Panorama

Introduction

Dur, dur de vivre en 1987 dans le monde tel qu'il est ou, en tout cas, tel qu'il apparaît aux Français, spectateurs plus qu'acteurs des grands mouvements qui agitent la planète. Après avoir entamé une sorte de convalescence à partir de 1984 et retrouvé la croissance, les pays industriels ont rechuté. Ils sont victimes d'une maladie à virus multiples, contre lesquels les médecins sont impuissants, les vaccins inexistants.

Dans cet environnement cahotique, la France prolonge la crise économique des années 70 par une autre, morale, politique, culturelle, existentielle.
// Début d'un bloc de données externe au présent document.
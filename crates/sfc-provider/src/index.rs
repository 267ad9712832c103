//! Function -> path back-reference index
//!
//! The index lives in `service-functions-state` (operational partition) and is
//! derived from configured paths; it is never a source of truth. Lifecycle
//! operations keep it in step with path writes inside the same transaction,
//! and bulk path writes rebuild it from scratch.

use crate::error::SfcResult;
use crate::model::{ServiceFunctionChain, ServiceFunctionPath, ServiceFunctionState};
use crate::repository::FunctionStateRepository;
use sfc_datastore::ReadWriteTransaction;
use std::collections::{BTreeMap, BTreeSet};

/// Function names a path depends on
///
/// Hop functions when hops are configured, otherwise the members of its chain.
#[must_use]
pub fn path_references(
    path: &ServiceFunctionPath,
    chain: Option<&ServiceFunctionChain>,
) -> BTreeSet<String> {
    if path.service_path_hop.is_some() {
        return path.hop_function_names().map(str::to_string).collect();
    }
    chain
        .into_iter()
        .flat_map(ServiceFunctionChain::member_names)
        .map(str::to_string)
        .collect()
}

/// Functions whose index entry currently lists `path_name`
///
/// Reads the index itself rather than recomputing from the path, so entries
/// written against a chain that has since changed or vanished are found too.
pub(crate) async fn indexed_references(
    tx: &ReadWriteTransaction,
    path_name: &str,
) -> SfcResult<BTreeSet<String>> {
    Ok(FunctionStateRepository::read_all_in(tx)
        .await?
        .into_iter()
        .filter(|state| state.sfp.contains(path_name))
        .map(|state| state.name)
        .collect())
}

/// Stage index changes for `path_name` moving from `old` to `new` references
pub(crate) async fn relink(
    tx: &mut ReadWriteTransaction,
    path_name: &str,
    old: &BTreeSet<String>,
    new: &BTreeSet<String>,
) -> SfcResult<()> {
    for function in old.difference(new) {
        unlink(tx, function, path_name).await?;
    }
    for function in new.difference(old) {
        link(tx, function, path_name).await?;
    }
    Ok(())
}

/// Stage `path_name` into `function`'s entry, creating it if needed
pub(crate) async fn link(
    tx: &mut ReadWriteTransaction,
    function: &str,
    path_name: &str,
) -> SfcResult<()> {
    let mut state = FunctionStateRepository::read_in(tx, function)
        .await?
        .unwrap_or_else(|| ServiceFunctionState::new(function));
    if state.sfp.insert(path_name.to_string()) {
        FunctionStateRepository::stage_put(tx, &state)?;
    }
    Ok(())
}

/// Stage removal of `path_name` from `function`'s entry
///
/// Entries left without paths are removed.
pub(crate) async fn unlink(
    tx: &mut ReadWriteTransaction,
    function: &str,
    path_name: &str,
) -> SfcResult<()> {
    let Some(mut state) = FunctionStateRepository::read_in(tx, function).await? else {
        return Ok(());
    };
    if !state.sfp.remove(path_name) {
        return Ok(());
    }
    if state.sfp.is_empty() {
        FunctionStateRepository::stage_delete(tx, function);
    } else {
        FunctionStateRepository::stage_put(tx, &state)?;
    }
    Ok(())
}

/// Compute the whole index for a set of paths
#[must_use]
pub fn build(
    paths: &[ServiceFunctionPath],
    chains: &[ServiceFunctionChain],
) -> Vec<ServiceFunctionState> {
    let chains: BTreeMap<&str, &ServiceFunctionChain> =
        chains.iter().map(|c| (c.name.as_str(), c)).collect();

    let mut index: BTreeMap<String, ServiceFunctionState> = BTreeMap::new();
    for path in paths {
        let chain = path
            .service_chain_name
            .as_deref()
            .and_then(|name| chains.get(name).copied());
        for function in path_references(path, chain) {
            index
                .entry(function.clone())
                .or_insert_with(|| ServiceFunctionState::new(function))
                .sfp
                .insert(path.name.clone());
        }
    }
    index.into_values().collect()
}

/// Stage a full rebuild of the index
pub(crate) fn stage_rebuild(
    tx: &mut ReadWriteTransaction,
    paths: &[ServiceFunctionPath],
    chains: &[ServiceFunctionChain],
) -> SfcResult<()> {
    let index = build(paths, chains);
    tracing::debug!(entries = index.len(), "rebuilding back-reference index");
    FunctionStateRepository::stage_put_all(tx, &index)
}

#[cfg(test)]
mod tests {
    use super::*;
    use crate::model::{ServicePathHop, ServiceFunctionType, SfcServiceFunction};
    use sfc_datastore::MemoryDataStore;
    use std::sync::Arc;

    fn chain() -> ServiceFunctionChain {
        ServiceFunctionChain::new("C1")
            .with_function(SfcServiceFunction::new("SF1", ServiceFunctionType::Firewall))
            .with_function(SfcServiceFunction::new("SF2", ServiceFunctionType::Dpi))
    }

    fn set(names: &[&str]) -> BTreeSet<String> {
        names.iter().map(|n| (*n).to_string()).collect()
    }

    #[test]
    fn hops_take_precedence_over_chain() {
        let chain = chain();
        let plain = ServiceFunctionPath::new("P1").with_chain("C1");
        let hopped = plain
            .clone()
            .with_hops(vec![ServicePathHop::new(0, "SF9", 255)]);

        assert_eq!(path_references(&plain, Some(&chain)), set(&["SF1", "SF2"]));
        assert_eq!(path_references(&hopped, Some(&chain)), set(&["SF9"]));
        assert!(path_references(&plain, None).is_empty());
    }

    #[test]
    fn build_groups_paths_by_function() {
        let paths = vec![
            ServiceFunctionPath::new("P1").with_chain("C1"),
            ServiceFunctionPath::new("P2").with_hops(vec![ServicePathHop::new(0, "SF2", 255)]),
            ServiceFunctionPath::new("P3").with_chain("missing"),
        ];
        let index = build(&paths, &[chain()]);

        assert_eq!(index.len(), 2);
        assert_eq!(index[0].name, "SF1");
        assert_eq!(index[0].sfp, set(&["P1"]));
        assert_eq!(index[1].name, "SF2");
        assert_eq!(index[1].sfp, set(&["P1", "P2"]));
    }

    #[tokio::test]
    async fn relink_moves_references() {
        let store = Arc::new(MemoryDataStore::new());
        let mut tx = ReadWriteTransaction::new(store);

        relink(&mut tx, "P1", &BTreeSet::new(), &set(&["SF1", "SF2"]))
            .await
            .unwrap();
        relink(&mut tx, "P1", &set(&["SF1", "SF2"]), &set(&["SF2", "SF3"]))
            .await
            .unwrap();

        assert!(FunctionStateRepository::read_in(&tx, "SF1").await.unwrap().is_none());
        assert_eq!(indexed_references(&tx, "P1").await.unwrap(), set(&["SF2", "SF3"]));
        let sf3 = FunctionStateRepository::read_in(&tx, "SF3").await.unwrap().unwrap();
        assert_eq!(sf3.sfp, set(&["P1"]));
        let sf2 = FunctionStateRepository::read_in(&tx, "SF2").await.unwrap().unwrap();
        assert_eq!(sf2.sfp, set(&["P1"]));
    }

    #[tokio::test]
    async fn indexed_references_outlive_the_chain() {
        let store = Arc::new(MemoryDataStore::new());
        let mut tx = ReadWriteTransaction::new(store);
        let refs = path_references(&ServiceFunctionPath::new("P1").with_chain("C1"), Some(&chain()));
        relink(&mut tx, "P1", &BTreeSet::new(), &refs).await.unwrap();
        link(&mut tx, "SF2", "P2").await.unwrap();

        // Without the chain the path computes no references, but the index
        // still holds them
        let plain = ServiceFunctionPath::new("P1").with_chain("C1");
        assert!(path_references(&plain, None).is_empty());
        assert_eq!(indexed_references(&tx, "P1").await.unwrap(), set(&["SF1", "SF2"]));
        assert_eq!(indexed_references(&tx, "P2").await.unwrap(), set(&["SF2"]));
        assert!(indexed_references(&tx, "P3").await.unwrap().is_empty());
    }
}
Interrogés en novembre par IPSOS pour l'hebdomadaire le Point, nos compatriotes se montrent pessimistes : 74 p. 100 des membres de la « génération 86 » (âgés de 18 à 25 ans) et 61 p. 100 de ceux de la « génération 68 » (aujourd'hui âgés de 37 à 44 ans) pensent que la société française est raciste ; 66 p. 100 (dans les deux tranches d'âge) pensent qu'elle est égoïste ; 57 p. 100 et 55 p. 100 qu'elle est bloquée ; 55 p. 100 et 51 p. 100 qu'elle est injuste ; 54 p. 100 et 48 p. 100 qu'elle est vieille ; 53 p. 100 (dans les deux cas) qu'elle est triste. Ils sont enfin respectivement 52 p. 100 et 50 p. 100 à considérer qu'elle est en déclin. Le grand mot est lâché ; il entre en 1987 dans le vocabulaire des médias, des personnages publics mais aussi des citoyens.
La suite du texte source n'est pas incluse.